SURA 77. MURSELAT SURESI Bismillahirrahmanirrahim 1 . Andolsun iyilik yapılması için (o birbiri ardınca) gönderilenlere, 2. büküp devirenlere, 3. neşrederek yayanlara, 4. (gerçek ile batılı) seçip ayıranlara, 5. sonra bir öğüt bırakanlara, 6. gerek mazur kılmak gerekse uyarmak için olsun, 7. elbette size va'd olunan şey muhakkak meydana gelecektir. 8. Hani o yıldızlar silindiği vakit. 9. o gök kubbe açıldığı vakit, 10. dağlar savrulduğu vakit, 11. peygamberler bekleme yerlerine vardırıldığı vakit (kıyamet günü), 12. bunlar hangi güne ertelenmiştir? 13. Ayırım gününe! 14. Ayırım gününün ne olduğunu bilir misin? 15. O gün yalan diyenlerin vay haline! 16. Önceki toplulukları helak etmedik mi? 17. Sonra arkalarına takacağız geridekileri! 18. Biz suçluları öyle yaparız! 19. O gün yalan diyenlerin vay haline! 20. Yaratmadık mı sizi hor bir sudan? 21. Onu güvenli bir yere (rahme) koyduk. 22. Belirli bir vakte değin! 23. Demek ki ölçmüşüz, demek ki Biz ne güzel güçlüleriz. 24. O gün yalan diyenlerin vay haline! 25. Yeryüzünü bir tokat (toplanma yeri) yapmadık mı? 26. Gerek diriler gerekse ölüler için. 27. Ve orada, oturaklı yumru yumru dağlar oturtup size tatlı su sunmadık mı? 28. O gün yalan diyenlerin vay haline! 29. Haydi boşalıp (gidin) o yalan dediğinize. 30. haydi boşalın (gidin) bir üç çatallı (üç kola ayrılmış) gölgeye; 31. ne gölgelendirir, ne de alevden korur. 32. Çünkü o öyle kıvılcımlar atar ki, her biri bir saray gibi. 33. Sanki sarı hopalar (erkek develer) gibi. 34. gün yalan diyenlerin vay haline! 35. Bugün onların nutukları tutulacağı gündür. 36. İzin de verilmez ki, özür dileyeler! 37. O gün yalan diyenlerin vay haline! 38. İşte bu o ayırt etme günüdür; topladık sizi ve öncekileri; 39. Bir fenniniz (çareniz) varsa beni atlatın! 40. O gün yalan diyenlerin vay haline! 41. Şüphesiz ki takva sahipleri gölgeliklerde pınar başlarında 42. ve canlarının istediğinden meyveler içindedirler. 43. "Yaptığınız işlere karşılık yiyin, için; afiyet olsun!" 44. İşte Biz güzellik yapanları böyle karşılarız! 45. O gün yalan diyenlerin vay haline! 46. Kısa bir süre yiyin, zevkedin! Çünkü suçlularsınız! 47. O gün yalan diyenlerin vay haline! 48. (Yerken, içerken de) onlara "Rüku edin!" denildiği zaman, rüku etmezler. 49. O gün yalan diyenlerin vay haline! 50. Artık bundan sonra hangi söze inanacaklar?

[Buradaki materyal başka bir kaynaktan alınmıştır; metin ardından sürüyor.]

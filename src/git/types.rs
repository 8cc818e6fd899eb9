use serde::{Deserialize, Serialize};

#[derive(Debug, Clone, Copy, PartialEq, Eq, Serialize, Deserialize)]
#[serde(rename_all = "lowercase")]
pub enum FileStatus {
    Added,
    Modified,
    Deleted,
    Renamed,
}

impl FileStatus {
    pub fn label(&self) -> &'static str {
        match self {
            FileStatus::Added => "A",
            FileStatus::Modified => "M",
            FileStatus::Deleted => "D",
            FileStatus::Renamed => "R",
        }
    }
}

#[derive(Debug, Clone, Copy, PartialEq, Eq, Serialize, Deserialize)]
#[serde(rename_all = "lowercase")]
pub enum LineType {
    Add,
    Delete,
    Context,
}

impl LineType {
    /// Single-character classification tag, as printed in a unified diff gutter.
    pub fn tag(&self) -> char {
        match self {
            LineType::Add => '+',
            LineType::Delete => '-',
            LineType::Context => ' ',
        }
    }

    /// Map a libgit2 line origin to a line type. Anything that is not an
    /// addition or deletion inside a hunk is treated as context.
    pub fn from_origin(origin: char) -> Self {
        match origin {
            '+' => LineType::Add,
            '-' => LineType::Delete,
            _ => LineType::Context,
        }
    }
}

#[derive(Debug, Clone, PartialEq, Eq, Serialize, Deserialize)]
#[serde(rename_all = "camelCase")]
pub struct DiffLine {
    pub line_type: LineType,
    pub content: String,
    pub old_num: Option<u32>,
    pub new_num: Option<u32>,
}

#[derive(Debug, Clone, PartialEq, Eq, Serialize, Deserialize)]
#[serde(rename_all = "camelCase")]
pub struct DiffHunk {
    pub old_start: u32,
    pub old_lines: u32,
    pub new_start: u32,
    pub new_lines: u32,
    pub lines: Vec<DiffLine>,
}

impl DiffHunk {
    pub fn header(&self) -> String {
        format!(
            "@@ -{},{} +{},{} @@",
            self.old_start, self.old_lines, self.new_start, self.new_lines
        )
    }
}

#[derive(Debug, Clone, PartialEq, Eq, Serialize, Deserialize)]
#[serde(rename_all = "camelCase")]
pub struct DiffFile {
    pub path: String,
    pub status: FileStatus,
    pub old_path: Option<String>,
    pub hunks: Vec<DiffHunk>,
}

impl DiffFile {
    /// Count of added and deleted lines across all hunks.
    pub fn line_stats(&self) -> (usize, usize) {
        self.hunks
            .iter()
            .flat_map(|h| &h.lines)
            .fold((0, 0), |(add, del), line| match line.line_type {
                LineType::Add => (add + 1, del),
                LineType::Delete => (add, del + 1),
                LineType::Context => (add, del),
            })
    }
}

#[derive(Debug, Clone, PartialEq, Eq, Serialize, Deserialize)]
#[serde(rename_all = "camelCase")]
pub struct DiffResult {
    pub base_ref: String,
    pub compare_ref: String,
    pub files: Vec<DiffFile>,
}

/// Label used as `compare_ref` when diffing against the working tree.
pub const WORKING_TREE: &str = "working tree";

/// What to diff: a base revspec against another revspec, or against the
/// working tree when `compare` is `None`.
#[derive(Debug, Clone, PartialEq, Eq)]
pub struct ComparisonTarget {
    pub base: String,
    pub compare: Option<String>,
    pub context_lines: u32,
}

impl ComparisonTarget {
    pub fn new(base: &str, compare: Option<String>) -> Self {
        Self {
            base: base.to_string(),
            compare,
            context_lines: 3,
        }
    }

    pub fn compare_label(&self) -> &str {
        self.compare.as_deref().unwrap_or(WORKING_TREE)
    }
}

#[derive(Debug, Clone, Copy, PartialEq, Eq, Serialize, Deserialize)]
#[serde(rename_all = "lowercase")]
pub enum RefType {
    Branch,
    Tag,
    Worktree,
}

#[derive(Debug, Clone, PartialEq, Eq, Serialize, Deserialize)]
#[serde(rename_all = "camelCase")]
pub struct RefInfo {
    pub name: String,
    pub ref_type: RefType,
}
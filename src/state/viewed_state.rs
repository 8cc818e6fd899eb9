use std::collections::HashMap;

use tracing::debug;

use crate::git::types::DiffFile;

const FINGERPRINT_SEED: i32 = 5381;

/// Viewed/total pair for progress display.
#[derive(Debug, Clone, Copy, PartialEq, Eq, Default)]
pub struct ViewedProgress {
    pub viewed: usize,
    pub total: usize,
}

/// Tracks which files the reviewer has marked as viewed. In-memory only
/// (resets on quit).
///
/// Each entry stores the fingerprint of the file's diff at the moment it was
/// marked. A file counts as viewed only while that fingerprint still matches
/// its current content, so any change to the diff un-marks it.
#[derive(Debug, Default)]
pub struct ViewedFiles {
    marks: HashMap<String, String>,
}

impl ViewedFiles {
    pub fn new() -> Self {
        Self::default()
    }

    /// Unmark the file if it is marked with its current fingerprint,
    /// otherwise mark it. A file whose content changed since it was marked
    /// gets re-marked, not cleared. Returns the new viewed state.
    pub fn toggle(&mut self, file: &DiffFile) -> bool {
        let print = fingerprint(file);
        if self.marks.get(&file.path) == Some(&print) {
            self.marks.remove(&file.path);
            debug!(path = %file.path, "unmarked viewed");
            false
        } else {
            debug!(path = %file.path, fingerprint = %print, "marked viewed");
            self.marks.insert(file.path.clone(), print);
            true
        }
    }

    pub fn is_viewed(&self, file: &DiffFile) -> bool {
        self.marks
            .get(&file.path)
            .is_some_and(|stored| *stored == fingerprint(file))
    }

    /// Drop marks for paths missing from `files` and marks whose fingerprint
    /// no longer matches. Returns how many marks were dropped.
    pub fn reconcile(&mut self, files: &[DiffFile]) -> usize {
        let current: HashMap<&str, &DiffFile> =
            files.iter().map(|f| (f.path.as_str(), f)).collect();

        let before = self.marks.len();
        self.marks.retain(|path, stored| {
            current
                .get(path.as_str())
                .is_some_and(|file| *stored == fingerprint(file))
        });
        let dropped = before - self.marks.len();
        if dropped > 0 {
            debug!(dropped, remaining = self.marks.len(), "reconciled viewed marks");
        }
        dropped
    }

    pub fn viewed_count(&self, files: &[DiffFile]) -> ViewedProgress {
        ViewedProgress {
            viewed: files.iter().filter(|f| self.is_viewed(f)).count(),
            total: files.len(),
        }
    }

    /// Number of stored marks, stale or not.
    pub fn len(&self) -> usize {
        self.marks.len()
    }

    pub fn is_empty(&self) -> bool {
        self.marks.is_empty()
    }

    /// Reset all marks.
    pub fn clear(&mut self) {
        self.marks.clear();
    }
}

/// Short digest of a file's diff content.
///
/// Folds `tag + content` of every line, in hunk order, through a 32-bit
/// `hash * 33 + unit` rolling hash over UTF-16 code units, seeded with 5381
/// and wrapping as a signed integer. The result is printed in base 36.
/// This detects changes; it is not collision resistant.
pub fn fingerprint(file: &DiffFile) -> String {
    let mut hash = FINGERPRINT_SEED;
    let mut tag_buf = [0u16; 2];
    for line in file.hunks.iter().flat_map(|h| &h.lines) {
        let tag = line.line_type.tag().encode_utf16(&mut tag_buf);
        for &unit in tag.iter() {
            hash = fold(hash, unit);
        }
        for unit in line.content.encode_utf16() {
            hash = fold(hash, unit);
        }
    }
    to_base36(hash)
}

fn fold(hash: i32, unit: u16) -> i32 {
    hash.wrapping_mul(33).wrapping_add(i32::from(unit))
}

fn to_base36(value: i32) -> String {
    const DIGITS: &[u8; 36] = b"0123456789abcdefghijklmnopqrstuvwxyz";

    let mut n = i64::from(value).unsigned_abs();
    if n == 0 {
        return "0".to_string();
    }
    let mut out = Vec::new();
    while n > 0 {
        out.push(DIGITS[(n % 36) as usize]);
        n /= 36;
    }
    if value < 0 {
        out.push(b'-');
    }
    out.reverse();
    String::from_utf8_lossy(&out).into_owned()
}

#[cfg(test)]
mod tests {
    use super::*;
    use crate::git::types::{DiffHunk, DiffLine, FileStatus, LineType};

    fn line(line_type: LineType, content: &str) -> DiffLine {
        DiffLine {
            line_type,
            content: content.to_string(),
            old_num: None,
            new_num: Some(1),
        }
    }

    fn file(path: &str, lines: Vec<DiffLine>) -> DiffFile {
        DiffFile {
            path: path.to_string(),
            status: FileStatus::Modified,
            old_path: None,
            hunks: vec![DiffHunk {
                old_start: 1,
                old_lines: 1,
                new_start: 1,
                new_lines: 1,
                lines,
            }],
        }
    }

    #[test]
    fn test_fingerprint_of_empty_file_is_seed() {
        let empty = DiffFile {
            path: "empty".into(),
            status: FileStatus::Added,
            old_path: None,
            hunks: Vec::new(),
        };
        assert_eq!(fingerprint(&empty), "45h");
    }

    #[test]
    fn test_fingerprint_known_value() {
        // 5381 -> *33 + '+' -> *33 + 'a' = 5861425
        let f = file("a.rs", vec![line(LineType::Add, "a")]);
        assert_eq!(fingerprint(&f), "3hmpd");
    }

    #[test]
    fn test_fingerprint_is_deterministic() {
        let a = file("a.rs", vec![line(LineType::Context, "x"), line(LineType::Add, "y")]);
        let b = a.clone();
        assert_eq!(fingerprint(&a), fingerprint(&b));
    }

    #[test]
    fn test_fingerprint_ignores_path_and_line_numbers() {
        let a = file("a.rs", vec![line(LineType::Add, "same")]);
        let mut b = file("b.rs", vec![line(LineType::Add, "same")]);
        b.hunks[0].lines[0].new_num = Some(40);
        assert_eq!(fingerprint(&a), fingerprint(&b));
    }

    #[test]
    fn test_fingerprint_spans_hunks_in_order() {
        let mut split = file("a.rs", vec![line(LineType::Add, "one")]);
        split.hunks.push(DiffHunk {
            old_start: 10,
            old_lines: 0,
            new_start: 10,
            new_lines: 1,
            lines: vec![line(LineType::Add, "two")],
        });
        let joined = file(
            "a.rs",
            vec![line(LineType::Add, "one"), line(LineType::Add, "two")],
        );
        assert_eq!(fingerprint(&split), fingerprint(&joined));
    }

    #[test]
    fn test_fingerprint_counts_utf16_units() {
        // U+1F600 is a surrogate pair in UTF-16.
        let f = file("emoji", vec![line(LineType::Context, "\u{1F600}")]);
        let mut hash = FINGERPRINT_SEED;
        for unit in [u16::from(b' '), 0xD83D, 0xDE00] {
            hash = fold(hash, unit);
        }
        assert_eq!(fingerprint(&f), to_base36(hash));
    }

    #[test]
    fn test_base36_negative_and_extremes() {
        assert_eq!(to_base36(0), "0");
        assert_eq!(to_base36(35), "z");
        assert_eq!(to_base36(-1), "-1");
        assert_eq!(to_base36(i32::MIN), "-zik0zk");
    }

    #[test]
    fn test_fold_wraps_to_signed_32_bit() {
        assert_eq!(fold(i32::MAX, 0), i32::MAX.wrapping_mul(33));
        assert!(fold(100_000_000, 0) < 0);
    }

    #[test]
    fn test_toggle_is_involution_on_unchanged_content() {
        let mut viewed = ViewedFiles::new();
        let f = file("a.rs", vec![line(LineType::Add, "a")]);
        assert!(!viewed.is_viewed(&f));

        assert!(viewed.toggle(&f));
        assert!(viewed.is_viewed(&f));

        assert!(!viewed.toggle(&f));
        assert!(!viewed.is_viewed(&f));
        assert!(viewed.is_empty());
    }

    #[test]
    fn test_content_change_unmarks() {
        let mut viewed = ViewedFiles::new();
        let before = file("a.rs", vec![line(LineType::Add, "a")]);
        viewed.toggle(&before);
        assert!(viewed.is_viewed(&before));

        let after = file("a.rs", vec![line(LineType::Add, "b")]);
        assert!(!viewed.is_viewed(&after));
    }

    #[test]
    fn test_line_type_change_unmarks() {
        let mut viewed = ViewedFiles::new();
        let before = file("a.rs", vec![line(LineType::Add, "a")]);
        viewed.toggle(&before);

        let after = file("a.rs", vec![line(LineType::Delete, "a")]);
        assert!(!viewed.is_viewed(&after));
    }

    #[test]
    fn test_toggle_on_changed_file_marks_it() {
        let mut viewed = ViewedFiles::new();
        let before = file("a.rs", vec![line(LineType::Add, "a")]);
        viewed.toggle(&before);

        let after = file("a.rs", vec![line(LineType::Add, "b")]);
        assert!(viewed.toggle(&after));
        assert!(viewed.is_viewed(&after));
        assert!(!viewed.is_viewed(&before));
    }

    #[test]
    fn test_reconcile_drops_absent_paths() {
        let mut viewed = ViewedFiles::new();
        let a = file("a.rs", vec![line(LineType::Add, "a")]);
        let b = file("b.rs", vec![line(LineType::Add, "b")]);
        viewed.toggle(&a);
        viewed.toggle(&b);

        let dropped = viewed.reconcile(std::slice::from_ref(&a));
        assert_eq!(dropped, 1);
        assert_eq!(viewed.len(), 1);
        assert!(viewed.is_viewed(&a));
    }

    #[test]
    fn test_reconcile_drops_stale_fingerprints() {
        let mut viewed = ViewedFiles::new();
        let a = file("a.rs", vec![line(LineType::Add, "a")]);
        let b = file("b.rs", vec![line(LineType::Add, "b")]);
        viewed.toggle(&a);
        viewed.toggle(&b);

        let b_changed = file("b.rs", vec![line(LineType::Add, "b2")]);
        let current = vec![a.clone(), b_changed.clone()];
        assert_eq!(viewed.reconcile(&current), 1);

        assert!(viewed.is_viewed(&a));
        assert!(!viewed.is_viewed(&b_changed));
        assert_eq!(viewed.len(), 1);

        // Map and is_viewed agree for every remaining file.
        let progress = viewed.viewed_count(&current);
        assert_eq!(progress.viewed, viewed.len());
    }

    #[test]
    fn test_reconcile_keeps_unchanged_marks() {
        let mut viewed = ViewedFiles::new();
        let a = file("a.rs", vec![line(LineType::Add, "a")]);
        viewed.toggle(&a);
        assert_eq!(viewed.reconcile(&[a.clone()]), 0);
        assert!(viewed.is_viewed(&a));
    }

    #[test]
    fn test_reconcile_with_empty_list_clears() {
        let mut viewed = ViewedFiles::new();
        viewed.toggle(&file("a.rs", vec![line(LineType::Add, "a")]));
        viewed.reconcile(&[]);
        assert!(viewed.is_empty());
    }

    #[test]
    fn test_viewed_count() {
        let mut viewed = ViewedFiles::new();
        let f1 = file("f1.rs", vec![line(LineType::Add, "one")]);
        let f2 = file("f2.rs", vec![line(LineType::Add, "two")]);
        viewed.toggle(&f1);

        assert_eq!(
            viewed.viewed_count(&[f1, f2]),
            ViewedProgress {
                viewed: 1,
                total: 2
            }
        );
    }

    #[test]
    fn test_viewed_count_empty() {
        let viewed = ViewedFiles::new();
        assert_eq!(viewed.viewed_count(&[]), ViewedProgress::default());
    }

    #[test]
    fn test_clear() {
        let mut viewed = ViewedFiles::new();
        let a = file("a.rs", vec![line(LineType::Add, "a")]);
        viewed.toggle(&a);
        viewed.clear();
        assert!(!viewed.is_viewed(&a));
    }
}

*******************************************************

SURA 78. NEBE SURESI Bismillahirrahmanirrahim 1. Neden soruşuyorlar? 2. O büyük peygamberlik haberinden 3. ki Onlar onda görüş ayrılığına düşüyorlar. 4. Hayır, ileride bilecekler! 5. Hayır, hayır, ileride bilecekler! 6. Biz, yeryüzünü bir döşek yapmadık mı? 7. Dağları da birer kazık (yapmadık mı)? 8. Sizleri çift çift yarattık. 9. Uykunuzu bir dinlenme yaptık. 10. Geceyi bir örtü yaptık. 11. Gündüzü bir geçim vakti yaptık. 12. Üstünüze yedi sağlam bina (gök) çattık. 13. İçlerine parıl parıl parlayan bir kandil astık. 14. O yoğun bulutlardan şarıl şarıl bir su indirdik. 15. Onunla taneler ve otlar çıkaralım diye. 16. Ve sarmaş dolaş bağlar bahçeler. 17. Şüphesiz ki, o fasıl (kıyamet) günü belirlenmiş bir vakit olmuştur. 18. Sur'a üfürüldüğü gün, bölük bölük gelirsiniz! 19. Gökde açılmış, kapılar oluşmuştur. 20. Dağlar yürütülmüş, bir serap olmuştur. 21. Şüphesiz, cehennem bir gözetleme yeri olmuştur. 22. Azgınlara bir barınak olmuştur. 23. İçinde devirlerce kalacaklardır. 24. Orada ne bir serinlik tadacaklar, ne de bir içecek. 25. Yalnızca bir kaynar su ve irin. 26. Yaptıklarına tamamen uygun bir ceza olarak. 27. Çünkü onlar, hiçbir hesap ummazlardı. 28. Ayetlerimize yalan diye diye tam bir yalancı olmuşlardı. 29. Biz ise her şeyi sayıp bir kitaba geçirmişiz. 30. Artık tadın! Artık, azabınızı artırmaktan başka birşey yapacak değiliz! 31. Şüphesiz, takva sahipleri için bir kurtuluş ve murada erme var 32. Bahçeler var, bağlar var. 33. Turunç göğüslü yaşıt (kızlar) var. 34. Dopdolu bir kadeh var. 35. Orada ne boş bir laf işitirler ne de bir yalan isnadı. 36. Rabbinden bir karşılık ki, yeter mi yeter! 37. O, göklerin, yerin ve aralarındakilerin Rabbidir, Rahman'dır. O'na bir hitapta bulunma gücüne sahip olamazlar. 38. Ruh'un (Cebrail'in) ve meleklerin saf saf kıyama duracakları gün, Rahman'ın izin verdiğinden başka hiç kimse konuşamaz; o da doğruyu konuşacaktır. 39. O gün gerçektir, o halde dileyen Rabbine varacak bir yüz edinsin, bir yol tutsun! 40. Çünkü Biz size yakın bir azabı ihtar ettik. O gün kişi ellerinin önceden gönderdiğine bakacak ve kafir ise: "Ah ne olurdu ben bir toprak olsaydım!" diyecektir.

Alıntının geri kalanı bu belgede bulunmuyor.